Walter Willet, MD, Fredrick John Stare Professor of Epidemiology and Nutrition, Harvard School of Public Health, agrees that the low dose of vitamin D used in the trial was one of its “severest limitations.”

“More recent studies, including a meta-analysis that we published last year [JAMA. 2005;293: 2257-2264], have shown that 400 IU/day is unlikely to have much benefit for fracture reduction, but that 700 to 800 IU/day does. It is likely that higher doses will add further reduction in fracture risk,” Dr Willet told IMWR.

Another limitation of the study was compliance, Dr Willet said. “Only 60% of the women were taking their assigned pills during the study, and by the end of the study, 69% were taking calcium on their own, and about one third were taking multivitamins containing vitamin D on their own. It is almost unheard of that in a trial there are more drop-ins than there are people actually taking the study preparations, but that is exactly what happened in the WHI.”

Colorectal Cancer

The second part of the study found no evidence that calcium and vitamin D supplementation helped prevent colorectal cancer. Over an average of 7 years, 322 women were diagnosed with invasive colorectal cancer. There was no significant difference between the treatment and placebo groups in number of polyps reported, cancer cases, or tumor characteristics or severity. Compliance did not make a difference.

Dr Willet notes that because of the major limitations of the WHI trial, which contradicts previous evidence that calcium/vitamin D supplementation conferred protection, “it adds little to our understanding of the health effects of calcium and vitamin D.”

Dr Heaney attributed the lack of perceived benefit in part to the “grossly inadequate” dose of vitamin D used in the study. “Recent dose calculations show that it would have taken at least 2000 IU/day to move people from the middle of the bottom quartile to the middle of the top quartile.”

The Bigger Picture

Drs Heaney, Willet, and Manson concur that supplemental vitamin D and calcium continue to be beneficial, particularly for women with inadequate calcium intake or low vitamin D status.

Improvement in bone density usually, although not always, translates into a reduced risk of fractures, especially among older women at risk for osteoporotic fractures, notes Dr Manson. “Thus, increased bone density can be viewed as a form of insurance, which should eventually pay dividends in reducing fracture risk.”

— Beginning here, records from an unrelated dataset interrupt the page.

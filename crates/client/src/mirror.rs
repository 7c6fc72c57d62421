//! Remote mirrors: client-held copies of server-owned lists.
//!
//! A mirror is replaced wholesale by each successful fetch and never merged.
//! A failed fetch records the error and keeps the previous items. Every fetch
//! takes a ticket when it starts; when it resolves, its result is applied only
//! if no newer fetch has been started since, so a slow stale response can
//! never overwrite a newer one.

use std::fmt::Display;
use std::future::Future;
use std::sync::{Arc, PoisonError, RwLock};

use tracing::debug;

use crate::api::types::Page;

/// Point-in-time view of a mirror.
#[derive(Debug, Clone, PartialEq, Eq)]
pub struct MirrorSnapshot<T> {
    pub items: Vec<T>,
    pub loading: bool,
    pub error: Option<String>,
    /// Page count reported by the server, for paginated resources.
    pub total_pages: u32,
}

/// What happened to a fetch result.
#[derive(Debug, Clone, Copy, PartialEq, Eq)]
pub enum RefreshOutcome {
    /// The result replaced the mirror's items.
    Applied,
    /// A newer fetch was started meanwhile; the result was dropped.
    Stale,
}

struct MirrorState<T> {
    items: Vec<T>,
    loading: bool,
    error: Option<String>,
    total_pages: u32,
    /// Newest ticket handed out.
    issued: u64,
}

/// A shared, cloneable mirror of one remote list.
pub struct RemoteMirror<T> {
    name: &'static str,
    state: Arc<RwLock<MirrorState<T>>>,
}

impl<T> Clone for RemoteMirror<T> {
    fn clone(&self) -> Self {
        Self {
            name: self.name,
            state: Arc::clone(&self.state),
        }
    }
}

impl<T> std::fmt::Debug for RemoteMirror<T> {
    fn fmt(&self, f: &mut std::fmt::Formatter<'_>) -> std::fmt::Result {
        f.debug_struct("RemoteMirror")
            .field("name", &self.name)
            .finish_non_exhaustive()
    }
}

impl<T: Clone> RemoteMirror<T> {
    #[must_use]
    pub fn new(name: &'static str) -> Self {
        Self {
            name,
            state: Arc::new(RwLock::new(MirrorState {
                items: Vec::new(),
                loading: false,
                error: None,
                total_pages: 0,
                issued: 0,
            })),
        }
    }

    #[must_use]
    pub const fn name(&self) -> &'static str {
        self.name
    }

    #[must_use]
    pub fn snapshot(&self) -> MirrorSnapshot<T> {
        let state = self.state.read().unwrap_or_else(PoisonError::into_inner);
        MirrorSnapshot {
            items: state.items.clone(),
            loading: state.loading,
            error: state.error.clone(),
            total_pages: state.total_pages,
        }
    }

    #[must_use]
    pub fn items(&self) -> Vec<T> {
        self.state
            .read()
            .unwrap_or_else(PoisonError::into_inner)
            .items
            .clone()
    }

    /// Run `f` against the current items without cloning them.
    pub fn with_items<R>(&self, f: impl FnOnce(&[T]) -> R) -> R {
        f(&self.state.read().unwrap_or_else(PoisonError::into_inner).items)
    }

    /// Append one item in place. Used by the one list that is patched locally
    /// after a create instead of being refetched.
    pub fn append(&self, item: T) {
        self.state
            .write()
            .unwrap_or_else(PoisonError::into_inner)
            .items
            .push(item);
    }

    /// Start a fetch: mark loading, clear the error and issue a ticket.
    fn begin(&self) -> u64 {
        let mut state = self.state.write().unwrap_or_else(PoisonError::into_inner);
        state.issued += 1;
        state.loading = true;
        state.error = None;
        state.issued
    }

    fn apply<E: Display>(
        &self,
        ticket: u64,
        result: Result<(Vec<T>, u32), E>,
    ) -> Result<RefreshOutcome, E> {
        let mut state = self.state.write().unwrap_or_else(PoisonError::into_inner);
        if ticket != state.issued {
            debug!(
                mirror = self.name,
                ticket,
                newest = state.issued,
                "Discarding stale response"
            );
            return Ok(RefreshOutcome::Stale);
        }

        state.loading = false;
        match result {
            Ok((items, total_pages)) => {
                debug!(mirror = self.name, count = items.len(), "Mirror refreshed");
                state.items = items;
                state.total_pages = total_pages;
                Ok(RefreshOutcome::Applied)
            }
            Err(e) => {
                state.error = Some(e.to_string());
                Err(e)
            }
        }
    }

    /// Replace the items with the result of `fetch`.
    ///
    /// # Errors
    ///
    /// Returns the fetch error when this was the newest fetch; the previous
    /// items are kept and the error is recorded in the mirror.
    pub async fn refresh<F, E>(&self, fetch: F) -> Result<RefreshOutcome, E>
    where
        F: Future<Output = Result<Vec<T>, E>>,
        E: Display,
    {
        let ticket = self.begin();
        let result = fetch.await;
        self.apply(ticket, result.map(|items| (items, 0)))
    }

    /// Like [`refresh`](Self::refresh) for a server-paginated list.
    ///
    /// # Errors
    ///
    /// Returns the fetch error when this was the newest fetch.
    pub async fn refresh_page<F, E>(&self, fetch: F) -> Result<RefreshOutcome, E>
    where
        F: Future<Output = Result<Page<T>, E>>,
        E: Display,
    {
        let ticket = self.begin();
        let result = fetch.await;
        self.apply(ticket, result.map(|page| (page.data, page.total_pages)))
    }
}

#[cfg(test)]
#[allow(clippy::unwrap_used)]
mod tests {
    use super::*;
    use tokio::sync::oneshot;

    #[tokio::test]
    async fn test_refresh_replaces_items() {
        let mirror = RemoteMirror::new("test");
        let outcome = mirror
            .refresh(async { Ok::<_, String>(vec![1, 2, 3]) })
            .await
            .unwrap();
        assert_eq!(outcome, RefreshOutcome::Applied);
        assert_eq!(mirror.items(), vec![1, 2, 3]);

        mirror.refresh(async { Ok::<_, String>(vec![9]) }).await.unwrap();
        let snapshot = mirror.snapshot();
        assert_eq!(snapshot.items, vec![9]);
        assert!(!snapshot.loading);
    }

    #[tokio::test]
    async fn test_failure_keeps_stale_items() {
        let mirror = RemoteMirror::new("test");
        mirror.refresh(async { Ok::<_, String>(vec![1]) }).await.unwrap();

        let err = mirror
            .refresh(async { Err::<Vec<i32>, _>("boom".to_string()) })
            .await
            .unwrap_err();
        assert_eq!(err, "boom");

        let snapshot = mirror.snapshot();
        assert_eq!(snapshot.items, vec![1]);
        assert_eq!(snapshot.error.as_deref(), Some("boom"));
        assert!(!snapshot.loading);

        // A new request clears the error.
        mirror.refresh(async { Ok::<_, String>(vec![2]) }).await.unwrap();
        assert!(mirror.snapshot().error.is_none());
    }

    #[tokio::test]
    async fn test_stale_response_never_overwrites_newer() {
        let mirror = RemoteMirror::new("test");
        let (slow_tx, slow_rx) = oneshot::channel::<Vec<i32>>();

        let slow_mirror = mirror.clone();
        let slow = tokio::spawn(async move {
            slow_mirror
                .refresh(async { Ok::<_, String>(slow_rx.await.unwrap()) })
                .await
        });
        tokio::task::yield_now().await;
        while !mirror.snapshot().loading {
            tokio::task::yield_now().await;
        }

        // A newer fetch starts and finishes first.
        let fast = mirror
            .refresh(async { Ok::<_, String>(vec![2]) })
            .await
            .unwrap();
        assert_eq!(fast, RefreshOutcome::Applied);

        // The older one resolves last and is discarded.
        slow_tx.send(vec![1]).unwrap();
        assert_eq!(slow.await.unwrap().unwrap(), RefreshOutcome::Stale);
        assert_eq!(mirror.items(), vec![2]);
        assert!(!mirror.snapshot().loading);
    }

    #[tokio::test]
    async fn test_refresh_page_records_total_pages() {
        let mirror = RemoteMirror::new("categories");
        mirror
            .refresh_page(async {
                Ok::<_, String>(Page {
                    data: vec!["a", "b"],
                    total_pages: 4,
                })
            })
            .await
            .unwrap();
        let snapshot = mirror.snapshot();
        assert_eq!(snapshot.total_pages, 4);
        assert_eq!(snapshot.items, vec!["a", "b"]);
    }

    #[test]
    fn test_append_in_place() {
        let mirror = RemoteMirror::new("products");
        mirror.append("x");
        mirror.append("y");
        assert_eq!(mirror.with_items(<[&str]>::len), 2);
    }
}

Supplemental calcium and vitamin D has been linked to a lower risk of several other chronic diseases, including cancer (Int J Fertil Womens Med. 2005; 50:244-249), diabetes (see page 15, this issue), hypertension (Am J Clin Nutr. 2004;80:1678S-1688S), and multiple sclerosis (Neurology. 2004;62:60-65), according to Drs Willet and Manson.

Because of other evidence indicating that most Americans have suboptimal vitamin D levels, Dr Willet suggests that most healthy adults should take 1000 IU/ day. “This is a conservative amount, and higher intakes may prove to be? better.”

The situation for calcium is more complicated, he notes, and the generally recommended intake (1200 mg/d after age 50) is probably higher than needed. “I think the United Kingdom definition of adequate intake of 700 mg/day for all persons over 19 years of age is reasonable,” Dr Willet told IMWR.